HOW TO COMPLETE THIS TASK: Report the count of lines below that include "seam", without any other text.

TASK INPUTS:
::::

//! Built-in binding tables. Order is priority within a mode.

use super::{Action, Binding, KeyCode, Modifiers as M, Placement};

const fn letter(ch: char, modifiers: M, action: Action) -> Binding {
    Binding::new(KeyCode::Letter(ch), modifiers, action)
}

const fn key(code: KeyCode, modifiers: M, action: Action) -> Binding {
    Binding::new(code, modifiers, action)
}

const SHIFT_CTRL: M = M {
    ctrl: true,
    shift: true,
    ..M::NONE
};

pub(super) fn normal_bindings() -> Vec<Binding> {
    vec![
        letter('h', M::ALT, Action::MoveItemLeft),
        letter('j', M::ALT, Action::MoveItemDown),
        letter('k', M::ALT, Action::MoveItemUp),
        letter('l', M::ALT, Action::MoveItemRight),
        letter('h', M::CTRL, Action::SelectParent),
        letter('j', M::CTRL, Action::SelectNextSibling),
        letter('k', M::CTRL, Action::SelectPreviousSibling),
        letter('l', M::CTRL, Action::SelectFirstChild),
        letter('h', M::NONE, Action::CollapseOrSelectParent),
        letter('j', M::NONE, Action::SelectDown),
        letter('k', M::NONE, Action::SelectUp),
        letter('l', M::NONE, Action::ExpandOrSelectFirstChild),
        key(KeyCode::Down, M::NONE, Action::SelectDown),
        key(KeyCode::Up, M::NONE, Action::SelectUp),
        letter('f', M::SHIFT, Action::FocusParent),
        letter('f', M::NONE, Action::FocusSelected),
        letter('s', M::META, Action::SaveToFile),
        letter('l', M::META, Action::LoadFromFile),
        letter('o', M::NONE, Action::Create(Placement::After)),
        letter('o', M::SHIFT, Action::Create(Placement::Before)),
        letter('o', M::CTRL, Action::Create(Placement::FirstChild)),
        letter('d', M::NONE, Action::RemoveSelected),
        letter('r', M::NONE, Action::ReplaceTitle),
        letter('i', M::NONE, Action::EditAtStart),
        letter('a', M::NONE, Action::EditAtEnd),
        letter('w', M::NONE, Action::JumpWordForward),
        letter('b', M::NONE, Action::JumpWordBackward),
        key(KeyCode::Symbol('^'), M::NONE, Action::CaretToStart),
        key(KeyCode::Symbol('$'), M::NONE, Action::CaretToEnd),
        letter('u', M::NONE, Action::Undo),
        letter('r', M::CTRL, Action::Redo),
        letter('z', SHIFT_CTRL, Action::Redo),
        letter('v', M::NONE, Action::ToggleView),
        letter('y', M::NONE, Action::CopySubtree),
        letter('p', M::NONE, Action::PasteItems),
    ]
}

pub(super) fn insert_bindings() -> Vec<Binding> {
    vec![
        key(KeyCode::Escape, M::NONE, Action::CommitEdit),
        key(KeyCode::Enter, M::NONE, Action::CommitAndCreateSibling),
        key(KeyCode::Backspace, M::NONE, Action::DeleteBackward),
        key(KeyCode::Left, M::ALT, Action::JumpWordBackward),
        key(KeyCode::Right, M::ALT, Action::JumpWordForward),
        key(KeyCode::Left, M::NONE, Action::CaretLeft),
        key(KeyCode::Right, M::NONE, Action::CaretRight),
        key(KeyCode::Home, M::NONE, Action::CaretToStart),
        key(KeyCode::End, M::NONE, Action::CaretToEnd),
        letter('v', M::META, Action::PasteText),
        letter('v', M::CTRL, Action::PasteText),
    ]
}
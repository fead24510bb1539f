//! Root crate facade for the viztly outliner core.

pub use viztly_core::{
    app, config, constants, cursor, edit, error, history, host, keymap, persistence, tree, Action,
    Change, Config, DispatchOutcome, History, Item, ItemId, KeyEvent, Keymap, Mode, Outline,
    OutlineError, Outliner, View,
};
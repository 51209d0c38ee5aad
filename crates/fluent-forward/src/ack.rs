//! Ack-response mode token bookkeeping.
//!
//! When ack-response mode is active, every outgoing chunk carries a fresh
//! unique token in its option metadata and stays buffered until the remote
//! peer echoes that exact token back. The coordinator tracks which tokens
//! are still waiting on confirmation; tokens from already-retired chunks
//! are ignored rather than treated as errors.

use std::collections::HashMap;
use std::sync::Mutex;
use std::time::Instant;

use rand::RngCore;
use tracing::debug;

/// Number of random bytes in an ack token.
const TOKEN_LEN: usize = 16;

/// Opaque unique token attached to one outgoing chunk.
#[derive(Debug, Clone, PartialEq, Eq, Hash)]
pub struct AckToken(Vec<u8>);

impl AckToken {
    #[must_use]
    pub fn as_bytes(&self) -> &[u8] {
        &self.0
    }
}

/// Tracks tokens for chunks awaiting acknowledgment.
#[derive(Debug, Default)]
pub struct AckCoordinator {
    pending: Mutex<HashMap<Vec<u8>, Instant>>,
}

impl AckCoordinator {
    #[must_use]
    pub fn new() -> Self {
        Self::default()
    }

    /// Issues a fresh unique token and registers it as pending.
    #[allow(clippy::expect_used)]
    pub fn issue(&self) -> AckToken {
        let mut bytes = vec![0_u8; TOKEN_LEN];
        rand::thread_rng().fill_bytes(&mut bytes);
        self.pending
            .lock()
            .expect("lock poisoned")
            .insert(bytes.clone(), Instant::now());
        AckToken(bytes)
    }

    /// Confirms a token echoed by the peer. Returns `true` if it matched a
    /// pending chunk; unknown or stale tokens are ignored and return
    /// `false`.
    #[allow(clippy::expect_used)]
    pub fn confirm(&self, token: &[u8]) -> bool {
        let removed = self
            .pending
            .lock()
            .expect("lock poisoned")
            .remove(token)
            .is_some();
        if !removed {
            debug!("ignoring acknowledgment for unknown or already-retired chunk");
        }
        removed
    }

    /// Drops a pending token without confirmation, e.g. after the chunk was
    /// handed to file backup or its retries were exhausted.
    #[allow(clippy::expect_used)]
    pub fn retire(&self, token: &AckToken) {
        self.pending.lock().expect("lock poisoned").remove(&token.0);
    }

    #[allow(clippy::expect_used)]
    #[must_use]
    pub fn pending_count(&self) -> usize {
        self.pending.lock().expect("lock poisoned").len()
    }
}
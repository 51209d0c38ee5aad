//! Error types for the buffering and delivery subsystem.

use std::path::PathBuf;
use std::time::Duration;

/// Failure reported by a [`Sender`](crate::sender::Sender) implementation.
///
/// The transient/permanent split drives the retry policy: transient failures
/// are retried up to the configured attempt count, permanent failures go
/// straight to file backup (or surface as an error when backup is disabled).
#[derive(Debug, thiserror::Error)]
pub enum SendError {
    #[error("transient send failure: {0}")]
    Transient(String),

    #[error("permanent send failure: {0}")]
    Permanent(String),
}

impl SendError {
    #[must_use]
    pub fn is_permanent(&self) -> bool {
        matches!(self, SendError::Permanent(_))
    }
}

/// Errors that can occur while buffering, flushing, or recovering events.
#[derive(Debug, thiserror::Error)]
pub enum BufferError {
    /// The append was rejected because it would exceed the configured byte
    /// budget. Buffered state is left untouched; the caller decides whether
    /// to drop, block, or apply backpressure.
    #[error("buffer full: appending {requested} bytes would exceed the {max} byte budget (allocated {allocated})")]
    BufferFull {
        requested: usize,
        allocated: u64,
        max: u64,
    },

    /// A single record could not be serialized. Isolated to one append call;
    /// bytes already resident in the chunk store are never affected.
    #[error("failed to encode record: {0}")]
    Encoding(String),

    #[error(transparent)]
    Send(#[from] SendError),

    /// No acknowledgment was read back from the peer within the configured
    /// timeout.
    #[error("no acknowledgment received within {0:?}")]
    AckTimeout(Duration),

    /// The acknowledgment response did not have the expected
    /// `{"ack": <token>}` shape.
    #[error("malformed acknowledgment response: {0}")]
    AckProtocol(String),

    /// The peer answered with a token that does not belong to the chunk in
    /// flight. Stale tokens are ignored rather than accepted, so the chunk
    /// stays unconfirmed.
    #[error("acknowledgment token did not match the chunk in flight")]
    AckUnmatched,

    #[error("backup I/O error at {path}: {source}")]
    Backup {
        path: PathBuf,
        source: std::io::Error,
    },

    /// A saved buffer file could not be parsed at startup. The file is left
    /// in place for operator inspection; startup continues with the
    /// remaining valid files.
    #[error("corrupt backup file {path}: {reason}")]
    BackupCorruption { path: PathBuf, reason: String },

    #[error("buffer is closed")]
    Closed,

    /// Data could not be delivered during close and no file backup is
    /// configured. This is the only path that constitutes permanent,
    /// user-visible data loss.
    #[error("{events} undelivered events ({bytes} bytes) discarded at close: no file backup is configured")]
    UnflushedData { events: usize, bytes: u64 },

    #[error("invalid buffer configuration: {0}")]
    InvalidConfig(String),
}
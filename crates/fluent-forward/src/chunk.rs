//! Per-tag accumulation of encoded events.

use std::time::{Duration, Instant};

/// In-memory, append-only accumulation of encoded events for one tag.
///
/// A store grows on append and is drained once its bytes have been
/// confirmed delivered (or persisted to backup). It is owned exclusively by
/// the buffer that created it and is never shared across buffers.
#[derive(Debug)]
pub struct ChunkStore {
    tag: String,
    bytes: Vec<u8>,
    event_count: usize,
    created_at: Instant,
}

impl ChunkStore {
    #[must_use]
    pub fn new(tag: &str, now: Instant) -> Self {
        Self {
            tag: tag.to_string(),
            bytes: Vec::new(),
            event_count: 0,
            created_at: now,
        }
    }

    pub fn push(&mut self, encoded: &[u8], events: usize) {
        self.bytes.extend_from_slice(encoded);
        self.event_count += events;
    }

    #[must_use]
    pub fn tag(&self) -> &str {
        &self.tag
    }

    /// Byte length of the accumulated encoded events.
    #[must_use]
    pub fn len(&self) -> usize {
        self.bytes.len()
    }

    #[must_use]
    pub fn is_empty(&self) -> bool {
        self.bytes.is_empty()
    }

    #[must_use]
    pub fn event_count(&self) -> usize {
        self.event_count
    }

    /// Time since the store was created or last drained.
    #[must_use]
    pub fn age(&self, now: Instant) -> Duration {
        now.saturating_duration_since(self.created_at)
    }

    /// Takes an immutable snapshot of the current contents.
    #[must_use]
    pub fn snapshot(&self) -> Chunk {
        Chunk {
            tag: self.tag.clone(),
            packed_events: self.bytes.clone(),
            event_count: self.event_count,
        }
    }

    /// Drains a delivered snapshot prefix, keeping any bytes appended after
    /// the snapshot was taken. Returns the number of bytes released.
    ///
    /// The age clock only restarts when the store empties; surviving bytes
    /// keep the old clock so a steady trickle cannot defer the retention
    /// rule forever.
    pub fn complete(&mut self, bytes: usize, events: usize, now: Instant) -> u64 {
        let drained = bytes.min(self.bytes.len());
        self.bytes.drain(..drained);
        self.event_count = self.event_count.saturating_sub(events);
        if self.bytes.is_empty() {
            self.created_at = now;
        }
        drained as u64
    }

    #[must_use]
    pub fn into_chunk(self) -> Chunk {
        Chunk {
            tag: self.tag,
            packed_events: self.bytes,
            event_count: self.event_count,
        }
    }
}

/// An immutable snapshot of a [`ChunkStore`] at flush time; the unit handed
/// to the sender as one network write.
#[derive(Debug, Clone)]
pub struct Chunk {
    pub tag: String,
    pub packed_events: Vec<u8>,
    pub event_count: usize,
}
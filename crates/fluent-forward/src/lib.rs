//! # Fluent Forward Client Core
//!
//! Buffering and reliable-delivery core for a Fluentd forward-protocol
//! client. Applications emit structured records (tag, timestamp, key-value
//! payload); this crate accumulates them into size-bounded buffers,
//! serializes them in the compact packed-forward MessagePack format, and
//! hands completed chunks to a pluggable [`Sender`] for delivery to a
//! collector.
//!
//! ## Architecture
//!
//! - [`buffer`]: the buffer engine — size accounting, flush orchestration,
//!   and the [`BufferBackend`] storage seam
//! - [`encoder`]: per-thread event encoding into the packed-forward format
//! - [`wire`]: chunk framing and acknowledgment parsing, bit-compatible
//!   with the standard forward collector protocol
//! - [`ack`]: ack-response mode token bookkeeping
//! - [`backup`]: disk persistence of in-flight chunks for crash recovery
//! - [`sender`]: the transport seam consumed by the buffer
//!
//! Transport scheduling (when to flush), socket handling, and the
//! high-level client facade are deliberately out of scope; callers drive
//! [`Buffer::flush`] from their own timer and supply their own [`Sender`].
//!
//! ## Delivery semantics
//!
//! A chunk store is only cleared after its bytes are confirmed delivered —
//! a successful sender write outside ack mode, or a matching ack token in
//! ack-response mode. Failed chunks stay buffered for the next flush, and
//! chunks whose retries are exhausted are persisted to the backup
//! directory when one is configured, giving at-least-once delivery with
//! zero data loss across process restarts.

#![deny(clippy::all)]
#![deny(clippy::pedantic)]
#![deny(clippy::unwrap_used)]
#![deny(unused_extern_crates)]
#![deny(unreachable_pub)]
#![allow(clippy::missing_panics_doc)]
#![allow(clippy::missing_errors_doc)]
#![allow(clippy::module_name_repetitions)]

/// Ack-response mode token bookkeeping
pub mod ack;

/// Disk persistence of in-flight chunks across restarts
pub mod backup;

/// The buffer engine and storage backends
pub mod buffer;

/// Per-tag accumulation of encoded events
pub mod chunk;

/// Buffer configuration
pub mod config;

/// Per-worker event encoding
pub mod encoder;

/// Error types
pub mod error;

/// Ordered key-value record payloads
pub mod record;

/// The transport seam consumed by the buffer
pub mod sender;

/// Forward wire-protocol primitives
pub mod wire;

pub use ack::{AckCoordinator, AckToken};
pub use backup::FileBackup;
pub use buffer::{Buffer, BufferBackend, FlushPolicy, MemoryBackend};
pub use chunk::{Chunk, ChunkStore};
pub use config::BufferConfig;
pub use encoder::RecordEncoder;
pub use error::{BufferError, SendError};
pub use record::{Record, Value};
pub use sender::{ChunkMetadata, SendOutcome, Sender};
pub use wire::TimestampFormat;
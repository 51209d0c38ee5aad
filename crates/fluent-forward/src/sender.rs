//! The transport seam consumed by the buffer.

use async_trait::async_trait;

use crate::error::SendError;

/// Per-chunk metadata handed to the sender alongside the framed bytes.
///
/// The same values are already embedded in the chunk's option map; they are
/// surfaced here so transports can log or route without re-parsing the
/// frame.
#[derive(Debug, Clone)]
pub struct ChunkMetadata {
    /// Byte length of the packed events inside the frame.
    pub packed_size: usize,
    /// Number of events inside the frame.
    pub event_count: usize,
    /// Token the peer must echo back, present in ack-response mode.
    pub ack_token: Option<Vec<u8>>,
}

/// Result of a successful network write.
#[derive(Debug, Default)]
pub struct SendOutcome {
    /// Raw acknowledgment payload read back from the peer, when the
    /// transport is operating in ack-response mode. `None` outside ack
    /// mode, where a successful write alone counts as delivered.
    pub ack: Option<Vec<u8>>,
}

impl SendOutcome {
    /// A write that succeeded with no acknowledgment payload.
    #[must_use]
    pub fn delivered() -> Self {
        Self::default()
    }

    /// A write that succeeded and read back an acknowledgment payload.
    #[must_use]
    pub fn with_ack(payload: Vec<u8>) -> Self {
        Self { ack: Some(payload) }
    }
}

/// Performs the physical network write for one chunk.
///
/// Implementations own sockets, TLS, and framing; the buffer only cares
/// about the outcome. Errors must distinguish transient failures (worth
/// retrying) from permanent ones (retrying the same bytes cannot help).
#[async_trait]
pub trait Sender: Send + Sync {
    async fn send(
        &self,
        tag: &str,
        chunk: &[u8],
        metadata: &ChunkMetadata,
    ) -> Result<SendOutcome, SendError>;
}
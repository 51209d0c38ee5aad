//! Disk persistence of in-flight chunks across process restarts.
//!
//! Whenever a chunk cannot be confirmed delivered (send retries exhausted,
//! permanent transport failure, or pending data at close), its packed
//! events are written to one self-describing file in the backup directory.
//! On the next start the buffer scans the directory once, before accepting
//! production traffic, and replays each valid file as if the events were
//! newly appended.
//!
//! File layout: a MessagePack array `[tag, packed_events]`, so a saved
//! chunk is reconstructable with no runtime state and corruption is
//! detectable on load. Files that fail to parse are left in place for
//! operator inspection.

use std::fs;
use std::path::{Path, PathBuf};
use std::time::{SystemTime, UNIX_EPOCH};

use rand::Rng;
use rmpv::Value;
use tracing::debug;

use crate::error::BufferError;
use crate::wire;

const BACKUP_EXTENSION: &str = "buf";

/// One chunk reloaded from disk.
#[derive(Debug)]
pub struct SavedChunk {
    pub path: PathBuf,
    pub tag: String,
    pub packed_events: Vec<u8>,
    /// Event count recovered by decoding `packed_events` (the decode also
    /// doubles as the corruption check).
    pub event_count: usize,
}

/// Writes and reloads per-chunk backup files in one directory.
#[derive(Debug)]
pub struct FileBackup {
    dir: PathBuf,
}

impl FileBackup {
    /// Opens (and creates if needed) the backup directory.
    pub fn new(dir: &Path) -> Result<Self, BufferError> {
        fs::create_dir_all(dir).map_err(|source| BufferError::Backup {
            path: dir.to_path_buf(),
            source,
        })?;
        Ok(Self {
            dir: dir.to_path_buf(),
        })
    }

    #[must_use]
    pub fn dir(&self) -> &Path {
        &self.dir
    }

    /// Persists one chunk. The file is written to a temporary name and
    /// renamed into place so the startup scan never sees a half-written
    /// envelope.
    pub fn save(&self, tag: &str, packed_events: &[u8]) -> Result<PathBuf, BufferError> {
        let mut envelope = Vec::with_capacity(packed_events.len() + tag.len() + 16);
        let io_err = |e: std::io::Error, path: &Path| BufferError::Backup {
            path: path.to_path_buf(),
            source: e,
        };

        rmp::encode::write_array_len(&mut envelope, 2)
            .map_err(|e| BufferError::Encoding(e.to_string()))?;
        rmp::encode::write_str(&mut envelope, tag)
            .map_err(|e| BufferError::Encoding(e.to_string()))?;
        rmp::encode::write_bin(&mut envelope, packed_events)
            .map_err(|e| BufferError::Encoding(e.to_string()))?;

        let path = self.next_path();
        let tmp = path.with_extension("tmp");
        fs::write(&tmp, &envelope).map_err(|e| io_err(e, &tmp))?;
        fs::rename(&tmp, &path).map_err(|e| io_err(e, &path))?;
        debug!(path = %path.display(), tag, bytes = packed_events.len(), "saved chunk to backup file");
        Ok(path)
    }

    /// Lists saved buffer files in deterministic (name) order.
    pub fn saved_files(&self) -> Result<Vec<PathBuf>, BufferError> {
        let entries = fs::read_dir(&self.dir).map_err(|source| BufferError::Backup {
            path: self.dir.clone(),
            source,
        })?;
        let mut files: Vec<PathBuf> = entries
            .filter_map(Result::ok)
            .map(|entry| entry.path())
            .filter(|path| path.extension().is_some_and(|ext| ext == BACKUP_EXTENSION))
            .collect();
        files.sort();
        Ok(files)
    }

    /// Loads and validates one saved buffer file.
    pub fn load(&self, path: &Path) -> Result<SavedChunk, BufferError> {
        let bytes = fs::read(path).map_err(|source| BufferError::Backup {
            path: path.to_path_buf(),
            source,
        })?;
        let corrupt = |reason: String| BufferError::BackupCorruption {
            path: path.to_path_buf(),
            reason,
        };

        let mut cursor = &bytes[..];
        let value = rmpv::decode::read_value(&mut cursor).map_err(|e| corrupt(e.to_string()))?;
        let Value::Array(parts) = value else {
            return Err(corrupt("envelope is not an array".to_string()));
        };
        let [tag, packed] = parts.as_slice() else {
            return Err(corrupt("envelope is not a 2-element array".to_string()));
        };
        let tag = tag
            .as_str()
            .ok_or_else(|| corrupt("tag is not a string".to_string()))?
            .to_string();
        let Value::Binary(packed_events) = packed else {
            return Err(corrupt("packed events are not a binary value".to_string()));
        };

        let events = wire::decode_packed_events(packed_events)
            .map_err(|e| corrupt(format!("packed events do not decode: {e}")))?;

        Ok(SavedChunk {
            path: path.to_path_buf(),
            tag,
            packed_events: packed_events.clone(),
            event_count: events.len(),
        })
    }

    /// Deletes a successfully replayed (or redelivered) backup file.
    pub fn remove(&self, path: &Path) -> Result<(), BufferError> {
        fs::remove_file(path).map_err(|source| BufferError::Backup {
            path: path.to_path_buf(),
            source,
        })
    }

    fn next_path(&self) -> PathBuf {
        let millis = SystemTime::now()
            .duration_since(UNIX_EPOCH)
            .unwrap_or_default()
            .as_millis();
        let suffix: u32 = rand::thread_rng().gen();
        self.dir
            .join(format!("{millis:013}-{suffix:08x}.{BACKUP_EXTENSION}"))
    }
}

::::

SOLUTION: 4